On Tuesday, President Donald Trump, peddler of the lie that climate change is a hoax created by the Chinese to hurt the U.S. economy, made a predictably superficial visit to Texas. "What a crowd, what a turnout," Trump boasted as he landed in Corpus Christi. He made no mention of the victims.
Climate denial in the face of Harvey's devastation is incomprehensible, ignorant and immoral.
Given that both Trump and Texas Republican Gov. Greg Abbott are climate change deniers, it is important to understand the science. "It's not debatable now. These are all well-established facts," Dr. James Hansen explained on the "Democracy Now!" news hour. He is the former top climate scientist at NASA and current director at Climate Science, Awareness and Solutions at Columbia University's Earth Institute. "With the beginning of changes in atmospheric composition, caused mainly by burning fossil fuels, the planet is getting warmer, and sea level has begun to go up, because the ocean is getting warmer and because ice is melting." He continued: "The amount of water vapor in the atmosphere is increasing because the atmosphere is getting warmer, and therefore the amount of water being dumped during these storms is larger because of human-made global warming. Thunderstorms, tornadoes, tropical storms all get their energy from the latent energy of water vapor. There are substantial human-made effects on these storms." Larger storm surges. More rain. Stronger storms.
Intensified by climate change, this storm has slammed into the epicenter of the U.S. petroleum industry.
The flooding is bad enough. Then you have the toxins released. Bryan Parras, as organizer for the "Beyond Dirty Fuels" campaign with the Sierra Club in Houston and co-founder of Texas Environmental Justice Advocacy Services (t.e.j.a.s.), works in the poor and working-class communities of color in Houston, where people live up against the fences of large, toxin-spewing petrochemical plants. "All of the facilities, all of the refineries went into voluntary shutdown mode. When that happens, they often have to go through the process of burning off these excess chemicals. But it is a dirty burn. So you can see actually the black smoke ... unfortunately, that adds thousands of pounds of cancer-causing chemicals to the air," he told "Democracy Now!."

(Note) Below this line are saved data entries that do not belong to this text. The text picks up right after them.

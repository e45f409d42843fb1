//! Oscillators for synth voices.
//!
//! All shapes share phase-accumulator state in `[0, 1)`. Sawtooth (and the
//! supersaw layers) apply polyBLEP corrections at the wrap discontinuity;
//! see Valimaki/Huovilainen, "Oscillator and Filter Algorithms for Virtual
//! Analog Synthesis" (2006).

use rand::rngs::StdRng;
use rand::{Rng, SeedableRng};

/// Waveforms a synth voice can produce.
#[derive(Debug, Clone, Copy, PartialEq, Eq)]
pub enum Waveform {
    Sine,
    Sawtooth,
    Square,
    Triangle,
    Supersaw,
    White,
}

impl Waveform {
    /// Recognise a synth name, including the short aliases.
    pub fn from_name(name: &str) -> Option<Self> {
        match name.to_ascii_lowercase().as_str() {
            "sine" | "sin" => Some(Waveform::Sine),
            "sawtooth" | "saw" => Some(Waveform::Sawtooth),
            "square" | "sqr" => Some(Waveform::Square),
            "triangle" | "tri" => Some(Waveform::Triangle),
            "supersaw" => Some(Waveform::Supersaw),
            "white" => Some(Waveform::White),
            _ => None,
        }
    }
}

/// polyBLEP correction for a discontinuity at the phase wrap point.
fn poly_blep(phase: f32, dt: f32) -> f32 {
    if phase < dt {
        let t = phase / dt;
        2.0 * t - t * t - 1.0
    } else if phase > 1.0 - dt {
        let t = (phase - 1.0) / dt;
        t * t + 2.0 * t + 1.0
    } else {
        0.0
    }
}

fn saw_sample(phase: f32, dt: f32) -> f32 {
    2.0 * phase - 1.0 - poly_blep(phase, dt)
}

/// Supersaw defaults when the event sets none.
pub const DEFAULT_UNISON: usize = 5;
pub const DEFAULT_SPREAD: f32 = 0.5;

/// A single oscillator: one phase for the simple shapes, one per layer for
/// the supersaw.
#[derive(Debug, Clone)]
pub struct Oscillator {
    wave: Waveform,
    sample_rate: f32,
    phases: Vec<f32>,
    /// Frequency ratios per supersaw layer, `2^(offset/12)`.
    ratios: Vec<f32>,
    rng: StdRng,
}

impl Oscillator {
    pub fn new(wave: Waveform, sample_rate: f32) -> Self {
        Self::with_unison(wave, sample_rate, DEFAULT_UNISON, DEFAULT_SPREAD)
    }

    /// `unison` and `spread` (in semitones) only matter for the supersaw.
    pub fn with_unison(wave: Waveform, sample_rate: f32, unison: usize, spread: f32) -> Self {
        let mut rng = StdRng::from_entropy();
        let layers = if wave == Waveform::Supersaw {
            unison.max(1)
        } else {
            1
        };
        let mut ratios = Vec::with_capacity(layers);
        let mut phases = Vec::with_capacity(layers);
        for i in 0..layers {
            let offset = if layers > 1 {
                -spread / 2.0 + spread * i as f32 / (layers - 1) as f32
            } else {
                0.0
            };
            ratios.push((2.0f32).powf(offset / 12.0));
            // Layers start at scattered phases so they don't comb-cancel.
            phases.push(if layers > 1 { rng.gen::<f32>() } else { 0.0 });
        }
        Self {
            wave,
            sample_rate,
            phases,
            ratios,
            rng,
        }
    }

    pub fn wave(&self) -> Waveform {
        self.wave
    }

    /// Restart the waveform. Supersaw layers are re-scattered.
    pub fn reset(&mut self) {
        let layers = self.phases.len();
        for phase in self.phases.iter_mut() {
            *phase = if layers > 1 { self.rng.gen::<f32>() } else { 0.0 };
        }
    }

    /// Produce one sample at `freq` Hz and advance the phase.
    pub fn step(&mut self, freq: f32) -> f32 {
        let freq = freq.max(0.0);
        match self.wave {
            Waveform::White => self.rng.gen::<f32>() * 2.0 - 1.0,
            Waveform::Supersaw => {
                let mut sum = 0.0;
                for i in 0..self.phases.len() {
                    let dt = freq * self.ratios[i] / self.sample_rate;
                    sum += saw_sample(self.phases[i], dt);
                    self.phases[i] = wrap(self.phases[i] + dt);
                }
                sum / (self.phases.len() as f32).sqrt()
            }
            simple => {
                let dt = freq / self.sample_rate;
                let phase = self.phases[0];
                let out = match simple {
                    Waveform::Sine => (phase * std::f32::consts::TAU).sin(),
                    Waveform::Sawtooth => saw_sample(phase, dt),
                    Waveform::Square => {
                        if phase < 0.5 {
                            1.0
                        } else {
                            -1.0
                        }
                    }
                    Waveform::Triangle => {
                        if phase < 0.25 {
                            4.0 * phase
                        } else if phase < 0.75 {
                            2.0 - 4.0 * phase
                        } else {
                            4.0 * phase - 4.0
                        }
                    }
                    _ => unreachable!(),
                };
                self.phases[0] = wrap(phase + dt);
                out
            }
        }
    }
}

fn wrap(phase: f32) -> f32 {
    if phase >= 1.0 {
        phase - 1.0
    } else {
        phase
    }
}

#[cfg(test)]
mod tests {
    use super::*;

    #[test]
    fn waveform_aliases() {
        assert_eq!(Waveform::from_name("saw"), Some(Waveform::Sawtooth));
        assert_eq!(Waveform::from_name("sqr"), Some(Waveform::Square));
        assert_eq!(Waveform::from_name("tri"), Some(Waveform::Triangle));
        assert_eq!(Waveform::from_name("sin"), Some(Waveform::Sine));
        assert_eq!(Waveform::from_name("SINE"), Some(Waveform::Sine));
        assert_eq!(Waveform::from_name("bd"), None);
    }

    #[test]
    fn sine_period_matches_frequency() {
        let sr = 48_000.0;
        let mut osc = Oscillator::new(Waveform::Sine, sr);
        // 480 Hz at 48 kHz: one period every 100 samples.
        let first = osc.step(480.0);
        assert!(first.abs() < 1e-6);
        let mut samples = vec![first];
        for _ in 0..100 {
            samples.push(osc.step(480.0));
        }
        assert!((samples[100] - samples[0]).abs() < 1e-3);
        // A quarter period in is near the positive peak.
        assert!(samples[25] > 0.99);
    }

    #[test]
    fn square_and_triangle_stay_bounded() {
        let sr = 44_100.0;
        for wave in [Waveform::Square, Waveform::Triangle, Waveform::Sawtooth] {
            let mut osc = Oscillator::new(wave, sr);
            for _ in 0..2000 {
                let s = osc.step(1000.0);
                assert!(s.abs() <= 1.5, "{:?} out of range: {}", wave, s);
            }
        }
    }

    #[test]
    fn triangle_peaks_at_quarter_points() {
        let sr = 1000.0;
        let mut osc = Oscillator::new(Waveform::Triangle, sr);
        let samples: Vec<f32> = (0..1000).map(|_| osc.step(1.0)).collect();
        assert!((samples[250] - 1.0).abs() < 0.01);
        assert!((samples[750] + 1.0).abs() < 0.01);
    }

    #[test]
    fn white_noise_is_roughly_centred() {
        let mut osc = Oscillator::new(Waveform::White, 44_100.0);
        let n = 20_000;
        let mean: f32 = (0..n).map(|_| osc.step(0.0)).sum::<f32>() / n as f32;
        assert!(mean.abs() < 0.05, "mean {}", mean);
    }

    #[test]
    fn supersaw_layers_scale_by_inverse_sqrt() {
        let mut osc = Oscillator::with_unison(Waveform::Supersaw, 44_100.0, 7, 0.6);
        for _ in 0..5000 {
            let s = osc.step(220.0);
            // 7 layers at up to ~1 each, scaled by 1/sqrt(7).
            assert!(s.abs() <= 7.0 / (7.0f32).sqrt() + 0.5);
        }
    }
}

Writer and activist Naomi Klein has long made the connection between disasters and economic opportunism. A key ingredient, she says, is a compliant media. "You turn on any coverage, and you hear that word over and over again, but what you don't hear, or you hear very, very rarely, is an explanation for why the word 'unprecedented,' 'record-breaking' -- why these words have become meteorological cliches," she said on "Democracy Now!." "We hear them all the time, because we're breaking heat records year after year. We're seeing record-breaking wildfires, record-breaking droughts, record-breaking storms, because the baseline is higher."
Klein continued: "Nobody is saying that climate change caused this storm. What we're talking about are what are the superchargers of this storm, the accelerants that took what would have been a disaster, in any situation, and turned it into this human catastrophe."
That is a central tenet of climate science: You can't attribute any given weather event to climate change, but human-induced climate change is making extreme weather events stronger and more frequent, more costly, more deadly. While the people in Texas and Louisiana suffer the final days of rain and begin recovery, over 1,200 people have been killed by massive floods in Bangladesh, India and Nepal. The planet is drowning in denial. Climate change is real, and needs to be addressed.